___ LISTED ENTRIES ___
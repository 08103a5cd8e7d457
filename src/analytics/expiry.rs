//! Expiry discovery: parse, sort and pick the nearest expiry.

use chrono::NaiveDate;

use crate::constants::EXPIRY_DATE_FORMAT;
use crate::error::{NseError, Result};

/// Parse an upstream expiry such as `27-Nov-2025`.
pub fn parse_expiry(expiry: &str) -> Result<NaiveDate> {
    NaiveDate::parse_from_str(expiry.trim(), EXPIRY_DATE_FORMAT)
        .map_err(|err| NseError::InvalidArgument(format!("unrecognised expiry {expiry:?}: {err}")))
}

/// Expiries in ascending calendar order.
pub fn sort_expiries(expiries: &[String]) -> Result<Vec<String>> {
    let mut dated = expiries
        .iter()
        .map(|expiry| Ok((parse_expiry(expiry)?, expiry.clone())))
        .collect::<Result<Vec<_>>>()?;
    dated.sort_by_key(|(date, _)| *date);
    Ok(dated.into_iter().map(|(_, expiry)| expiry).collect())
}

/// The earliest expiry, or [`NseError::NoExpiry`] when the list is empty.
pub fn earliest_expiry(symbol: &str, expiries: &[String]) -> Result<String> {
    sort_expiries(expiries)?
        .into_iter()
        .next()
        .ok_or_else(|| NseError::NoExpiry(symbol.to_owned()))
}

/// Use `requested` when given, otherwise the earliest available expiry.
pub fn resolve_expiry(symbol: &str, requested: Option<&str>, expiries: &[String]) -> Result<String> {
    match requested {
        Some(expiry) => Ok(expiry.to_owned()),
        None => earliest_expiry(symbol, expiries),
    }
}
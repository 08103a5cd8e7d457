#![allow(missing_docs)]
//! Option Chain types: legacy and v3 payloads, contract info, legs.
//!
//! The two upstream schemas differ in where the expiry lives (`expiryDate`
//! per row vs `expiryDates` per row plus a separate contract-info call) and
//! in which rows define the strike interval. Both are wrapped in
//! [`RawOptionChain`] and normalized once by
//! [`Chain::from_raw`](crate::analytics::option_chain::Chain::from_raw).

use serde::{Deserialize, Deserializer, Serialize};

/// Numbers that may arrive as `null`.
pub(crate) fn number_or_zero<'de, D: Deserializer<'de>>(deserializer: D) -> Result<f64, D::Error> {
    Ok(Option::<f64>::deserialize(deserializer)?.unwrap_or_default())
}

// ---------------------------------------------------------------------------
// Option leg (per CE/PE)
// ---------------------------------------------------------------------------

/// Data for a single call or put at a given strike.
#[derive(Debug, Clone, Default, PartialEq, Serialize, Deserialize)]
#[serde(rename_all = "camelCase")]
pub struct OptionLeg {
    #[serde(default)]
    pub identifier: Option<String>,
    #[serde(default)]
    pub underlying: Option<String>,
    #[serde(default, deserialize_with = "number_or_zero")]
    pub open_interest: f64,
    #[serde(default, alias = "changeinOpenInterest", deserialize_with = "number_or_zero")]
    pub change_in_open_interest: f64,
    #[serde(default, alias = "pchangeinOpenInterest", deserialize_with = "number_or_zero")]
    pub p_change_in_open_interest: f64,
    #[serde(default, deserialize_with = "number_or_zero")]
    pub total_traded_volume: f64,
    #[serde(default, deserialize_with = "number_or_zero")]
    pub implied_volatility: f64,
    #[serde(default, deserialize_with = "number_or_zero")]
    pub last_price: f64,
    #[serde(default, deserialize_with = "number_or_zero")]
    pub change: f64,
    #[serde(default, alias = "pchange", deserialize_with = "number_or_zero")]
    pub p_change: f64,
    #[serde(default, deserialize_with = "number_or_zero")]
    pub total_buy_quantity: f64,
    #[serde(default, deserialize_with = "number_or_zero")]
    pub total_sell_quantity: f64,
    #[serde(default, alias = "bidprice", deserialize_with = "number_or_zero")]
    pub bid_price: f64,
    #[serde(default, deserialize_with = "number_or_zero")]
    pub ask_price: f64,
    #[serde(default, deserialize_with = "number_or_zero")]
    pub underlying_value: f64,
}

// ---------------------------------------------------------------------------
// Legacy schema (`/option-chain-indices`, `/option-chain-equities`)
// ---------------------------------------------------------------------------

/// One strike row of the legacy schema.
#[derive(Debug, Clone, Deserialize)]
#[serde(rename_all = "camelCase")]
pub struct LegacyRow {
    pub strike_price: f64,
    pub expiry_date: String,
    #[serde(rename = "CE", default)]
    pub ce: Option<OptionLeg>,
    #[serde(rename = "PE", default)]
    pub pe: Option<OptionLeg>,
}

/// The `records` envelope: every expiry, every strike.
#[derive(Debug, Clone, Deserialize)]
#[serde(rename_all = "camelCase")]
pub struct LegacyRecords {
    #[serde(default)]
    pub expiry_dates: Vec<String>,
    #[serde(default)]
    pub data: Vec<LegacyRow>,
    #[serde(default)]
    pub timestamp: String,
    #[serde(default, deserialize_with = "number_or_zero")]
    pub underlying_value: f64,
}

/// The `filtered` envelope: the nearest expiry only, in upstream order.
#[derive(Debug, Clone, Default, Deserialize)]
pub struct LegacyFiltered {
    #[serde(default)]
    pub data: Vec<LegacyRow>,
}

/// Response from `GET /option-chain-indices` and `GET /option-chain-equities`.
#[derive(Debug, Clone, Deserialize)]
pub struct LegacyOptionChain {
    pub records: LegacyRecords,
    #[serde(default)]
    pub filtered: LegacyFiltered,
}

// ---------------------------------------------------------------------------
// v3 schema (`/option-chain-v3`)
// ---------------------------------------------------------------------------

/// One strike row of the v3 schema.
#[derive(Debug, Clone, Deserialize)]
#[serde(rename_all = "camelCase")]
pub struct V3Row {
    pub strike_price: f64,
    pub expiry_dates: String,
    #[serde(rename = "CE", default)]
    pub ce: Option<OptionLeg>,
    #[serde(rename = "PE", default)]
    pub pe: Option<OptionLeg>,
}

#[derive(Debug, Clone, Deserialize)]
#[serde(rename_all = "camelCase")]
pub struct V3Records {
    #[serde(default)]
    pub data: Vec<V3Row>,
    #[serde(default)]
    pub timestamp: String,
    #[serde(default, deserialize_with = "number_or_zero")]
    pub underlying_value: f64,
}

/// Response from `GET /option-chain-v3`.
#[derive(Debug, Clone, Deserialize)]
pub struct V3OptionChain {
    pub records: V3Records,
}

/// Response from `GET /option-chain-contract-info`: the authoritative
/// expiry list for the v3 schema.
#[derive(Debug, Clone, Default, Deserialize)]
pub struct ContractInfo {
    #[serde(rename = "expiryDates", default)]
    pub expiry_dates: Vec<String>,
    #[serde(rename = "strikePrice", default)]
    pub strike_prices: Vec<String>,
}

// ---------------------------------------------------------------------------
// Tagged union
// ---------------------------------------------------------------------------

/// A fetched option chain in either upstream schema.
#[derive(Debug, Clone)]
pub enum RawOptionChain {
    Legacy(LegacyOptionChain),
    V3 {
        chain: V3OptionChain,
        contract: ContractInfo,
    },
}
___
Repeat all of the entries exactly.

(FINAL ANSWER)
repository 08103a5cd8e7d457
filename src/analytics/expiry.rs
//! Expiry discovery: parse, sort and pick the nearest expiry.

use chrono::NaiveDate;

use crate::constants::EXPIRY_DATE_FORMAT;
use crate::error::{NseError, Result};

/// Parse an upstream expiry such as `27-Nov-2025`.
pub fn parse_expiry(expiry: &str) -> Result<NaiveDate> {
    NaiveDate::parse_from_str(expiry.trim(), EXPIRY_DATE_FORMAT)
        .map_err(|err| NseError::InvalidArgument(format!("unrecognised expiry {expiry:?}: {err}")))
}

/// Expiries in ascending calendar order.
pub fn sort_expiries(expiries: &[String]) -> Result<Vec<String>> {
    let mut dated = expiries
        .iter()
        .map(|expiry| Ok((parse_expiry(expiry)?, expiry.clone())))
        .collect::<Result<Vec<_>>>()?;
    dated.sort_by_key(|(date, _)| *date);
    Ok(dated.into_iter().map(|(_, expiry)| expiry).collect())
}

/// The earliest expiry, or [`NseError::NoExpiry`] when the list is empty.
pub fn earliest_expiry(symbol: &str, expiries: &[String]) -> Result<String> {
    sort_expiries(expiries)?
        .into_iter()
        .next()
        .ok_or_else(|| NseError::NoExpiry(symbol.to_owned()))
}

/// Use `requested` when given, otherwise the earliest available expiry.
pub fn resolve_expiry(symbol: &str, requested: Option<&str>, expiries: &[String]) -> Result<String> {
    match requested {
        Some(expiry) => Ok(expiry.to_owned()),
        None => earliest_expiry(symbol, expiries),
    }
}
repository 08103a5cd8e7d457
#![allow(missing_docs)]
//! Option Chain types: legacy and v3 payloads, contract info, legs.
//!
//! The two upstream schemas differ in where the expiry lives (`expiryDate`
//! per row vs `expiryDates` per row plus a separate contract-info call) and
//! in which rows define the strike interval. Both are wrapped in
//! [`RawOptionChain`] and normalized once by
//! [`Chain::from_raw`](crate::analytics::option_chain::Chain::from_raw).

use serde::{Deserialize, Deserializer, Serialize};

/// Numbers that may arrive as `null`.
pub(crate) fn number_or_zero<'de, D: Deserializer<'de>>(deserializer: D) -> Result<f64, D::Error> {
    Ok(Option::<f64>::deserialize(deserializer)?.unwrap_or_default())
}

// ---------------------------------------------------------------------------
// Option leg (per CE/PE)
// ---------------------------------------------------------------------------

/// Data for a single call or put at a given strike.
#[derive(Debug, Clone, Default, PartialEq, Serialize, Deserialize)]
#[serde(rename_all = "camelCase")]
pub struct OptionLeg {
    #[serde(default)]
    pub identifier: Option<String>,
    #[serde(default)]
    pub underlying: Option<String>,
    #[serde(default, deserialize_with = "number_or_zero")]
    pub open_interest: f64,
    #[serde(default, alias = "changeinOpenInterest", deserialize_with = "number_or_zero")]
    pub change_in_open_interest: f64,
    #[serde(default, alias = "pchangeinOpenInterest", deserialize_with = "number_or_zero")]
    pub p_change_in_open_interest: f64,
    #[serde(default, deserialize_with = "number_or_zero")]
    pub total_traded_volume: f64,
    #[serde(default, deserialize_with = "number_or_zero")]
    pub implied_volatility: f64,
    #[serde(default, deserialize_with = "number_or_zero")]
    pub last_price: f64,
    #[serde(default, deserialize_with = "number_or_zero")]
    pub change: f64,
    #[serde(default, alias = "pchange", deserialize_with = "number_or_zero")]
    pub p_change: f64,
    #[serde(default, deserialize_with = "number_or_zero")]
    pub total_buy_quantity: f64,
    #[serde(default, deserialize_with = "number_or_zero")]
    pub total_sell_quantity: f64,
    #[serde(default, alias = "bidprice", deserialize_with = "number_or_zero")]
    pub bid_price: f64,
    #[serde(default, deserialize_with = "number_or_zero")]
    pub ask_price: f64,
    #[serde(default, deserialize_with = "number_or_zero")]
    pub underlying_value: f64,
}

// ---------------------------------------------------------------------------
// Legacy schema (`/option-chain-indices`, `/option-chain-equities`)
// ---------------------------------------------------------------------------

/// One strike row of the legacy schema.
#[derive(Debug, Clone, Deserialize)]
#[serde(rename_all = "camelCase")]
pub struct LegacyRow {
    pub strike_price: f64,
    pub expiry_date: String,
    #[serde(rename = "CE", default)]
    pub ce: Option<OptionLeg>,
    #[serde(rename = "PE", default)]
    pub pe: Option<OptionLeg>,
}

/// The `records` envelope: every expiry, every strike.
#[derive(Debug, Clone, Deserialize)]
#[serde(rename_all = "camelCase")]
pub struct LegacyRecords {
    #[serde(default)]
    pub expiry_dates: Vec<String>,
    #[serde(default)]
    pub data: Vec<LegacyRow>,
    #[serde(default)]
    pub timestamp: String,
    #[serde(default, deserialize_with = "number_or_zero")]
    pub underlying_value: f64,
}

/// The `filtered` envelope: the nearest expiry only, in upstream order.
#[derive(Debug, Clone, Default, Deserialize)]
pub struct LegacyFiltered {
    #[serde(default)]
    pub data: Vec<LegacyRow>,
}

/// Response from `GET /option-chain-indices` and `GET /option-chain-equities`.
#[derive(Debug, Clone, Deserialize)]
pub struct LegacyOptionChain {
    pub records: LegacyRecords,
    #[serde(default)]
    pub filtered: LegacyFiltered,
}

// ---------------------------------------------------------------------------
// v3 schema (`/option-chain-v3`)
// ---------------------------------------------------------------------------

/// One strike row of the v3 schema.
#[derive(Debug, Clone, Deserialize)]
#[serde(rename_all = "camelCase")]
pub struct V3Row {
    pub strike_price: f64,
    pub expiry_dates: String,
    #[serde(rename = "CE", default)]
    pub ce: Option<OptionLeg>,
    #[serde(rename = "PE", default)]
    pub pe: Option<OptionLeg>,
}

#[derive(Debug, Clone, Deserialize)]
#[serde(rename_all = "camelCase")]
pub struct V3Records {
    #[serde(default)]
    pub data: Vec<V3Row>,
    #[serde(default)]
    pub timestamp: String,
    #[serde(default, deserialize_with = "number_or_zero")]
    pub underlying_value: f64,
}

/// Response from `GET /option-chain-v3`.
#[derive(Debug, Clone, Deserialize)]
pub struct V3OptionChain {
    pub records: V3Records,
}

/// Response from `GET /option-chain-contract-info`: the authoritative
/// expiry list for the v3 schema.
#[derive(Debug, Clone, Default, Deserialize)]
pub struct ContractInfo {
    #[serde(rename = "expiryDates", default)]
    pub expiry_dates: Vec<String>,
    #[serde(rename = "strikePrice", default)]
    pub strike_prices: Vec<String>,
}

// ---------------------------------------------------------------------------
// Tagged union
// ---------------------------------------------------------------------------

/// A fetched option chain in either upstream schema.
#[derive(Debug, Clone)]
pub enum RawOptionChain {
    Legacy(LegacyOptionChain),
    V3 {
        chain: V3OptionChain,
        contract: ContractInfo,
    },
}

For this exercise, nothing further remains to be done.